PROVIDED RECORDS:
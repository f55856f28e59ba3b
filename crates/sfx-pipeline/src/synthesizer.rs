//! Variation synthesis.
//!
//! Every event gets [`VARIATIONS_PER_EVENT`] independent attempts with seeds
//! 55, 155, 255. Attempts never affect one another and never fail the
//! request; each one resolves to a [`VariationOutcome`].

use std::sync::Arc;

use async_trait::async_trait;
use futures::future::join_all;
use sfx_mirelo::{MireloClient, MireloError};
use sfx_models::{EventDescriptor, VariationRequest, VARIATIONS_PER_EVENT};
use thiserror::Error;
use tracing::{info, warn};

use crate::metrics;

/// Why a single synthesis attempt produced nothing.
#[derive(Debug, Clone, PartialEq, Eq, Error)]
pub enum AttemptFailure {
    #[error("transport error: {0}")]
    Transport(String),

    #[error("timed out")]
    Timeout,

    #[error("provider returned {0}")]
    Status(u16),

    #[error("invalid response: {0}")]
    InvalidResponse(String),

    #[error("no audio URL in response")]
    MissingOutput,
}

impl AttemptFailure {
    /// Short label for metrics.
    pub fn kind(&self) -> &'static str {
        match self {
            AttemptFailure::Transport(_) => "transport",
            AttemptFailure::Timeout => "timeout",
            AttemptFailure::Status(_) => "status",
            AttemptFailure::InvalidResponse(_) => "invalid_response",
            AttemptFailure::MissingOutput => "missing_output",
        }
    }
}

impl From<MireloError> for AttemptFailure {
    fn from(err: MireloError) -> Self {
        match err {
            e if e.is_timeout() => AttemptFailure::Timeout,
            MireloError::Status(code, _) => AttemptFailure::Status(code),
            MireloError::Network(e) => AttemptFailure::Transport(e.to_string()),
            MireloError::InvalidResponse(msg) => AttemptFailure::InvalidResponse(msg),
            MireloError::MissingOutput => AttemptFailure::MissingOutput,
        }
    }
}

/// An SFX generation backend.
#[cfg_attr(test, mockall::automock)]
#[async_trait]
pub trait SfxSynthesizer: Send + Sync {
    /// Generate one sound and return its URL.
    async fn synthesize(&self, request: &VariationRequest) -> Result<String, AttemptFailure>;
}

#[async_trait]
impl SfxSynthesizer for MireloClient {
    async fn synthesize(&self, request: &VariationRequest) -> Result<String, AttemptFailure> {
        self.generate(request).await.map_err(AttemptFailure::from)
    }
}

/// Result of one attempt.
#[derive(Debug, Clone, PartialEq)]
pub enum VariationOutcome {
    Generated { seed: u32, url: String },
    Failed { seed: u32, reason: AttemptFailure },
}

impl VariationOutcome {
    pub fn seed(&self) -> u32 {
        match self {
            VariationOutcome::Generated { seed, .. } | VariationOutcome::Failed { seed, .. } => *seed,
        }
    }
}

/// Issues the seeded attempts for each event.
#[derive(Clone)]
pub struct VariationSynthesizer {
    backend: Arc<dyn SfxSynthesizer>,
    model_version: String,
}

impl VariationSynthesizer {
    pub fn new(backend: Arc<dyn SfxSynthesizer>, model_version: impl Into<String>) -> Self {
        Self {
            backend,
            model_version: model_version.into(),
        }
    }

    /// The requests for one event, in seed order.
    pub fn requests_for(&self, video_url: &str, event: &EventDescriptor) -> Vec<VariationRequest> {
        (0..VARIATIONS_PER_EVENT)
            .map(|attempt| VariationRequest::for_attempt(video_url, event, attempt, &self.model_version))
            .collect()
    }

    /// Run all attempts for one event concurrently.
    ///
    /// Outcomes are returned in seed order regardless of completion order.
    pub async fn synthesize_event(&self, video_url: &str, event: &EventDescriptor) -> Vec<VariationOutcome> {
        let requests = self.requests_for(video_url, event);

        let attempts = requests.iter().enumerate().map(|(index, request)| async move {
            let seed = request.seed;
            info!(event = %event.name, variation = index + 1, seed, "Sending to Mirelo");

            match self.backend.synthesize(request).await {
                Ok(url) => {
                    info!(event = %event.name, seed, "Got audio URL: {}", url);
                    metrics::record_synthesis_attempt("generated");
                    VariationOutcome::Generated { seed, url }
                }
                Err(reason) => {
                    warn!(event = %event.name, seed, "Synthesis attempt failed: {}", reason);
                    metrics::record_synthesis_attempt(reason.kind());
                    VariationOutcome::Failed { seed, reason }
                }
            }
        });

        join_all(attempts).await
    }
}

#[cfg(test)]
mod tests {
    use super::*;
    use std::time::Duration;

    use serde_json::json;
    use sfx_mirelo::MireloConfig;
    use sfx_models::EventType;
    use wiremock::matchers::{body_partial_json, method, path};
    use wiremock::{Mock, MockServer, ResponseTemplate};

    fn event() -> EventDescriptor {
        EventDescriptor::new("Rain", EventType::Loop, "soft rain")
            .with_start(1.5)
            .with_duration(4.0)
    }

    #[test]
    fn test_requests_in_seed_order() {
        let synth = VariationSynthesizer::new(Arc::new(MockSfxSynthesizer::new()), "latest");
        let requests = synth.requests_for("https://example.com/v.mp4", &event());

        let seeds: Vec<u32> = requests.iter().map(|r| r.seed).collect();
        assert_eq!(seeds, vec![55, 155, 255]);
        assert!(requests.iter().all(|r| r.start_offset == 1.5 && r.duration == 4.0));
    }

    #[tokio::test]
    async fn test_failures_do_not_stop_other_attempts() {
        let mut backend = MockSfxSynthesizer::new();
        backend
            .expect_synthesize()
            .times(3)
            .returning(|req| match req.seed {
                55 => Err(AttemptFailure::Timeout),
                155 => Err(AttemptFailure::Status(502)),
                _ => Ok(format!("https://cdn.example.com/{}.wav", req.seed)),
            });

        let synth = VariationSynthesizer::new(Arc::new(backend), "latest");
        let outcomes = synth.synthesize_event("https://example.com/v.mp4", &event()).await;

        assert_eq!(
            outcomes,
            vec![
                VariationOutcome::Failed { seed: 55, reason: AttemptFailure::Timeout },
                VariationOutcome::Failed { seed: 155, reason: AttemptFailure::Status(502) },
                VariationOutcome::Generated {
                    seed: 255,
                    url: "https://cdn.example.com/255.wav".to_string()
                },
            ]
        );
    }

    #[test]
    fn test_mirelo_error_mapping() {
        assert_eq!(
            AttemptFailure::from(MireloError::Status(404, "nope".into())),
            AttemptFailure::Status(404)
        );
        assert_eq!(AttemptFailure::from(MireloError::MissingOutput), AttemptFailure::MissingOutput);
        assert_eq!(AttemptFailure::MissingOutput.kind(), "missing_output");
    }

    #[test]
    fn test_outcome_seed() {
        let ok = VariationOutcome::Generated { seed: 55, url: "u".into() };
        let failed = VariationOutcome::Failed { seed: 155, reason: AttemptFailure::Timeout };
        assert_eq!(ok.seed(), 55);
        assert_eq!(failed.seed(), 155);
    }

    #[tokio::test]
    async fn test_slow_mirelo_attempt_is_timeout() {
        let server = MockServer::start().await;
        Mock::given(method("POST"))
            .and(path("/video-to-sfx"))
            .and(body_partial_json(json!({"seed": 55})))
            .respond_with(
                ResponseTemplate::new(200)
                    .set_body_json(json!({"audio_url": "https://cdn.example.com/slow.wav"}))
                    .set_delay(Duration::from_secs(3)),
            )
            .mount(&server)
            .await;
        Mock::given(method("POST"))
            .and(path("/video-to-sfx"))
            .respond_with(
                ResponseTemplate::new(200).set_body_json(json!({"audio_url": "https://cdn.example.com/fast.wav"})),
            )
            .mount(&server)
            .await;

        let client = MireloClient::new(
            MireloConfig::new("mirelo-key")
                .with_endpoint(format!("{}/video-to-sfx", server.uri()))
                .with_timeout(Duration::from_millis(300)),
        )
        .unwrap();

        let synth = VariationSynthesizer::new(Arc::new(client), "latest");
        let outcomes = synth.synthesize_event("https://example.com/v.mp4", &event()).await;

        assert_eq!(
            outcomes[0],
            VariationOutcome::Failed { seed: 55, reason: AttemptFailure::Timeout }
        );
        assert_eq!(
            outcomes[1],
            VariationOutcome::Generated { seed: 155, url: "https://cdn.example.com/fast.wav".to_string() }
        );
    }
}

ACTIVITY: In the listing above, find the line with "(0..VARIATIONS_PER_EVENT)" and the line with "of completion order.", then print exactly those two lines and every line between them, and nothing more.

ANSWER TO THE PROBLEM:
        (0..VARIATIONS_PER_EVENT)
            .map(|attempt| VariationRequest::for_attempt(video_url, event, attempt, &self.model_version))
            .collect()
    }

    /// Run all attempts for one event concurrently.
    ///
    /// Outcomes are returned in seed order regardless of completion order.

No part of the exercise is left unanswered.